Moral realism claims that moral facts exist objectively and independently of individual beliefs, cultures, or minds. Antirealism denies this: moral facts (if they exist at all) depend on minds, cultures, or conventions. This is the fundamental metaethical divide: it shapes how we understand moral language, epistemology, and disagreement. Realists must explain what moral facts are and how we know them; antirealists must explain why moral discourse seems assertive if not fact-stating.
Examine a seemingly objective moral claim ('slavery is wrong') and ask: would this be true even if all minds disagreed? Could we be systematically mistaken about it? Different answers align with realism or antirealism. Survey specific realist and antirealist positions to see how each addresses the core challenges.
Equating realism with dogmatism or antirealism with nihilism. Assuming realism requires certainty or infallibility in moral knowledge. Treating the divide as purely binary when positions like constructivism occupy middle ground.
From your study of metaethics, you know that metaethics asks not "what should I do?" but "what kind of thing are moral claims?" The realism/antirealism debate is the deepest divide within metaethics — it concerns whether moral reality exists independently of the minds that think about it. A moral realist holds that when someone says "slavery is wrong," they are stating a fact that is true (or false) regardless of whether any person, culture, or society believes it. The wrongness is out there in the world, not projected onto it. An antirealist denies this: moral claims are not objective facts, but expressions of attitude, social agreement, cultural convention, or something else mind-dependent.
The best way to feel the pull of both sides is through a single test case. Ask: "Would torturing children for fun be wrong even if every human being on earth approved of it?" Most people's intuition is: yes, obviously — approval doesn't make it right. That intuition is the realist instinct. Now ask: "What exactly is this moral fact — where does it live, how do we detect it, and why should we trust our moral intuitions as trackers of it?" Those questions make realism hard to defend. The antirealist says: there is no such spooky fact; moral claims express attitudes, enforce norms, or coordinate behavior — and they work perfectly well without positing independent moral facts.
Antirealism comes in several varieties that respond differently to this challenge. Error theory (J.L. Mackie) accepts that moral claims purport to state facts, but argues all such claims are false because the facts they require don't exist — moral discourse is a systematic error. Non-cognitivism (including expressivism) denies that moral claims purport to state facts at all; "Torture is wrong" expresses disapproval rather than describing the world, so it can't be true or false. Relativism holds that moral facts do exist, but only relative to a culture or individual — so slavery can be "wrong for us" and "not wrong for them" simultaneously.

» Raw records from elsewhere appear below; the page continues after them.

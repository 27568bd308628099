//! Works, their chapter items, and the file-backed canonical store.
//!
//! This module provides:
//! - `Work` / `WorkItem` / `ItemStatus`: the outline and per-chapter status
//! - `OutlineFile`: the TOML format accepted by `quill create-work`
//! - `ChapterArchive`: what the workflow needs from canonical storage
//! - `WorkStore`: the `.quill/works/<id>/` implementation of it

use anyhow::{Context, Result};
use chrono::{DateTime, Utc};
use serde::{Deserialize, Serialize};
use std::path::{Path, PathBuf};
use std::sync::Mutex;

use crate::quill_config::ChapterConfig;

/// Identifier of a work. Also the name of its storage directory.
#[derive(Debug, Clone, PartialEq, Eq, Hash, PartialOrd, Ord, Serialize, Deserialize)]
#[serde(transparent)]
pub struct WorkId(String);

impl WorkId {
    pub fn new(id: impl Into<String>) -> Self {
        Self(id.into())
    }

    /// Derive an id from a title: lowercase ascii alphanumerics joined by '-'.
    /// Titles without any ascii letters fall back to a short random id.
    pub fn from_title(title: &str) -> Self {
        let slug = title
            .to_lowercase()
            .split(|c: char| !c.is_ascii_alphanumeric())
            .filter(|part| !part.is_empty())
            .collect::<Vec<_>>()
            .join("-");
        if slug.is_empty() {
            let short = uuid::Uuid::new_v4().to_string();
            Self(format!("work-{}", &short[..8]))
        } else {
            Self(slug)
        }
    }

    pub fn as_str(&self) -> &str {
        &self.0
    }
}

impl std::fmt::Display for WorkId {
    fn fmt(&self, f: &mut std::fmt::Formatter<'_>) -> std::fmt::Result {
        write!(f, "{}", self.0)
    }
}

/// Lifecycle of one chapter item. Only the workflow engine moves items
/// between states; items are never deleted.
#[derive(Debug, Clone, Copy, PartialEq, Eq, Default, Serialize, Deserialize)]
#[serde(rename_all = "snake_case")]
pub enum ItemStatus {
    #[default]
    Pending,
    Drafting,
    Editing,
    Reviewing,
    Accepted,
    Failed,
}

impl std::fmt::Display for ItemStatus {
    fn fmt(&self, f: &mut std::fmt::Formatter<'_>) -> std::fmt::Result {
        let s = match self {
            ItemStatus::Pending => "pending",
            ItemStatus::Drafting => "drafting",
            ItemStatus::Editing => "editing",
            ItemStatus::Reviewing => "reviewing",
            ItemStatus::Accepted => "accepted",
            ItemStatus::Failed => "failed",
        };
        write!(f, "{s}")
    }
}

impl std::str::FromStr for ItemStatus {
    type Err = anyhow::Error;

    fn from_str(s: &str) -> Result<Self, Self::Err> {
        match s {
            "pending" => Ok(ItemStatus::Pending),
            "drafting" => Ok(ItemStatus::Drafting),
            "editing" => Ok(ItemStatus::Editing),
            "reviewing" => Ok(ItemStatus::Reviewing),
            "accepted" => Ok(ItemStatus::Accepted),
            "failed" => Ok(ItemStatus::Failed),
            _ => anyhow::bail!("Unknown item status '{}'", s),
        }
    }
}

/// Inclusive target length for a chapter.
#[derive(Debug, Clone, Copy, PartialEq, Eq, Serialize, Deserialize)]
pub struct LengthRange {
    pub min: usize,
    pub max: usize,
}

impl LengthRange {
    pub fn new(min: usize, max: usize) -> Self {
        Self { min, max }
    }

    pub fn contains(&self, length: usize) -> bool {
        (self.min..=self.max).contains(&length)
    }
}

impl std::fmt::Display for LengthRange {
    fn fmt(&self, f: &mut std::fmt::Formatter<'_>) -> std::fmt::Result {
        write!(f, "{}-{}", self.min, self.max)
    }
}

/// One chapter to be written.
#[derive(Debug, Clone, Serialize, Deserialize, PartialEq)]
pub struct WorkItem {
    /// Unique, increasing within the work (1-based)
    pub sequence: u32,
    #[serde(default)]
    pub title: Option<String>,
    pub outline: String,
    pub length: LengthRange,
    /// Characters expected to appear in this chapter
    #[serde(default)]
    pub characters: Vec<String>,
    #[serde(default)]
    pub tone: Option<String>,
    /// How the chapter should end (cliffhanger, reveal, quiet...)
    #[serde(default)]
    pub hook: Option<String>,
    #[serde(default)]
    pub status: ItemStatus,
    /// Revisions used by the last run
    #[serde(default)]
    pub revisions: u32,
    /// Failed attempts consumed by the last run
    #[serde(default)]
    pub attempts: u32,
}

impl WorkItem {
    pub fn new(sequence: u32, outline: &str, length: LengthRange) -> Self {
        Self {
            sequence,
            title: None,
            outline: outline.to_string(),
            length,
            characters: Vec::new(),
            tone: None,
            hook: None,
            status: ItemStatus::Pending,
            revisions: 0,
            attempts: 0,
        }
    }

    pub fn with_characters(mut self, characters: &[&str]) -> Self {
        self.characters = characters.iter().map(|c| c.to_string()).collect();
        self
    }

    pub fn with_title(mut self, title: &str) -> Self {
        self.title = Some(title.to_string());
        self
    }

    pub fn display_title(&self) -> String {
        self.title
            .clone()
            .unwrap_or_else(|| format!("Chapter {}", self.sequence))
    }
}

/// A work and its full outline.
#[derive(Debug, Clone, Serialize, Deserialize)]
pub struct Work {
    pub id: WorkId,
    pub title: String,
    #[serde(default)]
    pub genre: String,
    #[serde(default)]
    pub synopsis: String,
    /// House style handed to the producer and editor
    #[serde(default)]
    pub style_guide: String,
    pub created_at: DateTime<Utc>,
    pub items: Vec<WorkItem>,
}

impl Work {
    pub fn item(&self, sequence: u32) -> Option<&WorkItem> {
        self.items.iter().find(|i| i.sequence == sequence)
    }

    pub fn item_mut(&mut self, sequence: u32) -> Option<&mut WorkItem> {
        self.items.iter_mut().find(|i| i.sequence == sequence)
    }

    /// Items sorted by sequence, filtered to `selection` when given.
    pub fn select(&self, selection: Option<&[u32]>) -> Vec<WorkItem> {
        let mut items: Vec<WorkItem> = self
            .items
            .iter()
            .filter(|i| selection.is_none_or(|s| s.contains(&i.sequence)))
            .cloned()
            .collect();
        items.sort_by_key(|i| i.sequence);
        items
    }

    pub fn validate(&self) -> Result<()> {
        if self.items.is_empty() {
            anyhow::bail!("Work '{}' has no chapters", self.id);
        }
        let mut previous = 0;
        for item in &self.items {
            if item.sequence <= previous {
                anyhow::bail!(
                    "Chapter numbers must be unique and increasing (found {} after {})",
                    item.sequence,
                    previous
                );
            }
            if item.length.min >= item.length.max {
                anyhow::bail!(
                    "Chapter {} has an empty length range {}",
                    item.sequence,
                    item.length
                );
            }
            if item.outline.trim().is_empty() {
                anyhow::bail!("Chapter {} has an empty outline", item.sequence);
            }
            previous = item.sequence;
        }
        Ok(())
    }

    /// Count of items per status, in lifecycle order.
    pub fn status_counts(&self) -> Vec<(ItemStatus, usize)> {
        [
            ItemStatus::Pending,
            ItemStatus::Drafting,
            ItemStatus::Editing,
            ItemStatus::Reviewing,
            ItemStatus::Accepted,
            ItemStatus::Failed,
        ]
        .into_iter()
        .map(|s| (s, self.items.iter().filter(|i| i.status == s).count()))
        .filter(|(_, n)| *n > 0)
        .collect()
    }
}

/// TOML outline accepted by `quill create-work`.
#[derive(Debug, Clone, Deserialize)]
pub struct OutlineFile {
    #[serde(default)]
    pub id: Option<String>,
    pub title: String,
    #[serde(default)]
    pub genre: String,
    #[serde(default)]
    pub synopsis: String,
    #[serde(default)]
    pub style_guide: String,
    pub chapters: Vec<OutlineChapter>,
}

#[derive(Debug, Clone, Deserialize)]
pub struct OutlineChapter {
    pub sequence: u32,
    #[serde(default)]
    pub title: Option<String>,
    pub outline: String,
    #[serde(default)]
    pub characters: Vec<String>,
    #[serde(default)]
    pub min_chars: Option<usize>,
    #[serde(default)]
    pub max_chars: Option<usize>,
    #[serde(default)]
    pub tone: Option<String>,
    #[serde(default)]
    pub hook: Option<String>,
}

impl OutlineFile {
    pub fn load(path: &Path) -> Result<Self> {
        let content = std::fs::read_to_string(path)
            .with_context(|| format!("Failed to read outline: {}", path.display()))?;
        toml::from_str(&content)
            .with_context(|| format!("Failed to parse outline: {}", path.display()))
    }

    /// Build a work, filling missing lengths from chapter defaults.
    pub fn into_work(self, defaults: &ChapterConfig) -> Result<Work> {
        let id = match self.id {
            Some(id) => WorkId::new(id),
            None => WorkId::from_title(&self.title),
        };
        let mut items: Vec<WorkItem> = self
            .chapters
            .into_iter()
            .map(|c| WorkItem {
                sequence: c.sequence,
                title: c.title,
                outline: c.outline,
                length: LengthRange::new(
                    c.min_chars.unwrap_or(defaults.min_chars),
                    c.max_chars.unwrap_or(defaults.max_chars),
                ),
                characters: c.characters,
                tone: c.tone,
                hook: c.hook,
                status: ItemStatus::Pending,
                revisions: 0,
                attempts: 0,
            })
            .collect();
        items.sort_by_key(|i| i.sequence);

        let work = Work {
            id,
            title: self.title,
            genre: self.genre,
            synopsis: self.synopsis,
            style_guide: self.style_guide,
            created_at: Utc::now(),
            items,
        };
        work.validate()?;
        Ok(work)
    }
}

/// An accepted chapter as stored canonically.
#[derive(Debug, Clone, PartialEq)]
pub struct AcceptedChapter {
    pub sequence: u32,
    pub title: String,
    pub text: String,
}

/// Canonical storage as seen by the workflow: it reads prior chapter text
/// and records accepted text and item status.
pub trait ChapterArchive: Send + Sync {
    fn chapter(&self, work: &WorkId, sequence: u32) -> Result<Option<AcceptedChapter>>;

    fn save_accepted(&self, work: &WorkId, chapter: &AcceptedChapter) -> Result<()>;

    fn set_status(
        &self,
        work: &WorkId,
        sequence: u32,
        status: ItemStatus,
        revisions: u32,
        attempts: u32,
    ) -> Result<()>;
}

/// File-backed store rooted at `.quill/works`.
pub struct WorkStore {
    root: PathBuf,
    write_lock: Mutex<()>,
}

impl WorkStore {
    pub fn new(root: PathBuf) -> Self {
        Self {
            root,
            write_lock: Mutex::new(()),
        }
    }

    fn work_dir(&self, id: &WorkId) -> PathBuf {
        self.root.join(id.as_str())
    }

    fn work_file(&self, id: &WorkId) -> PathBuf {
        self.work_dir(id).join("work.json")
    }

    fn chapter_file(&self, id: &WorkId, sequence: u32) -> PathBuf {
        self.work_dir(id)
            .join("chapters")
            .join(format!("{sequence:04}.md"))
    }

    pub fn exists(&self, id: &WorkId) -> bool {
        self.work_file(id).exists()
    }

    pub fn create(&self, work: &Work) -> Result<()> {
        if self.exists(&work.id) {
            anyhow::bail!("Work '{}' already exists", work.id);
        }
        work.validate()?;
        std::fs::create_dir_all(self.work_dir(&work.id).join("chapters"))
            .context("Failed to create work directory")?;
        self.save(work)
    }

    pub fn load(&self, id: &WorkId) -> Result<Work> {
        let path = self.work_file(id);
        let content = std::fs::read_to_string(&path)
            .with_context(|| format!("Work '{}' not found at {}", id, path.display()))?;
        serde_json::from_str(&content)
            .with_context(|| format!("Failed to parse {}", path.display()))
    }

    pub fn save(&self, work: &Work) -> Result<()> {
        let path = self.work_file(&work.id);
        let content = serde_json::to_string_pretty(work).context("Failed to serialize work")?;
        let tmp = path.with_extension("json.tmp");
        std::fs::write(&tmp, content)
            .with_context(|| format!("Failed to write {}", tmp.display()))?;
        std::fs::rename(&tmp, &path)
            .with_context(|| format!("Failed to replace {}", path.display()))?;
        Ok(())
    }

    pub fn list(&self) -> Result<Vec<Work>> {
        if !self.root.exists() {
            return Ok(Vec::new());
        }
        let mut works = Vec::new();
        for entry in std::fs::read_dir(&self.root).context("Failed to read works directory")? {
            let entry = entry?;
            if entry.path().join("work.json").exists() {
                works.push(self.load(&WorkId::new(entry.file_name().to_string_lossy()))?);
            }
        }
        works.sort_by(|a, b| a.id.cmp(&b.id));
        Ok(works)
    }
}

impl ChapterArchive for WorkStore {
    fn chapter(&self, work: &WorkId, sequence: u32) -> Result<Option<AcceptedChapter>> {
        let path = self.chapter_file(work, sequence);
        if !path.exists() {
            return Ok(None);
        }
        let content = std::fs::read_to_string(&path)
            .with_context(|| format!("Failed to read {}", path.display()))?;
        let (title, text) = match content.split_once("\n\n") {
            Some((heading, body)) if heading.starts_with("# ") => {
                (heading.trim_start_matches("# ").to_string(), body.to_string())
            }
            _ => (format!("Chapter {sequence}"), content),
        };
        Ok(Some(AcceptedChapter {
            sequence,
            title,
            text,
        }))
    }

    fn save_accepted(&self, work: &WorkId, chapter: &AcceptedChapter) -> Result<()> {
        let path = self.chapter_file(work, chapter.sequence);
        if let Some(parent) = path.parent() {
            std::fs::create_dir_all(parent)?;
        }
        std::fs::write(&path, format!("# {}\n\n{}", chapter.title, chapter.text))
            .with_context(|| format!("Failed to write {}", path.display()))
    }

    fn set_status(
        &self,
        work: &WorkId,
        sequence: u32,
        status: ItemStatus,
        revisions: u32,
        attempts: u32,
    ) -> Result<()> {
        let _guard = self
            .write_lock
            .lock()
            .map_err(|_| anyhow::anyhow!("Work store lock poisoned"))?;
        let mut loaded = self.load(work)?;
        let item = loaded
            .item_mut(sequence)
            .with_context(|| format!("Chapter {sequence} not found in work '{work}'"))?;
        item.status = status;
        item.revisions = revisions;
        item.attempts = attempts;
        self.save(&loaded)
    }
}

The debate has two major pressure points. Realists must answer the ontological question: what kind of entity is a moral fact, and does it fit with a naturalistic picture of the world? They must also answer the epistemological question: how do we come to know moral facts, given that we can't observe them the way we observe physical objects? Antirealists, on the other hand, must explain why moral discourse *looks* like fact-stating — we argue about morality, revise our views, and call each other wrong — if it's not actually tracking facts. This is the Frege-Geach problem: if "murder is wrong" just expresses disapproval, what does "if murder is wrong, then hiring a murderer is wrong" express? Logical connectives seem to require that moral sentences have truth conditions.
Neither side has a clean victory, which is why the debate remains live. A useful framing: realism and antirealism are not just abstract positions — they shape how you read moral arguments. A realist thinks moral progress is genuinely discovering more of morality's structure (like discovering facts about physics). An antirealist thinks moral progress is something else — attitude refinement, social negotiation, expanding empathy — without any pre-existing map to discover. Both framings illuminate real features of moral practice, which is why even after settling the metaethical question, something important about morality is left to explain.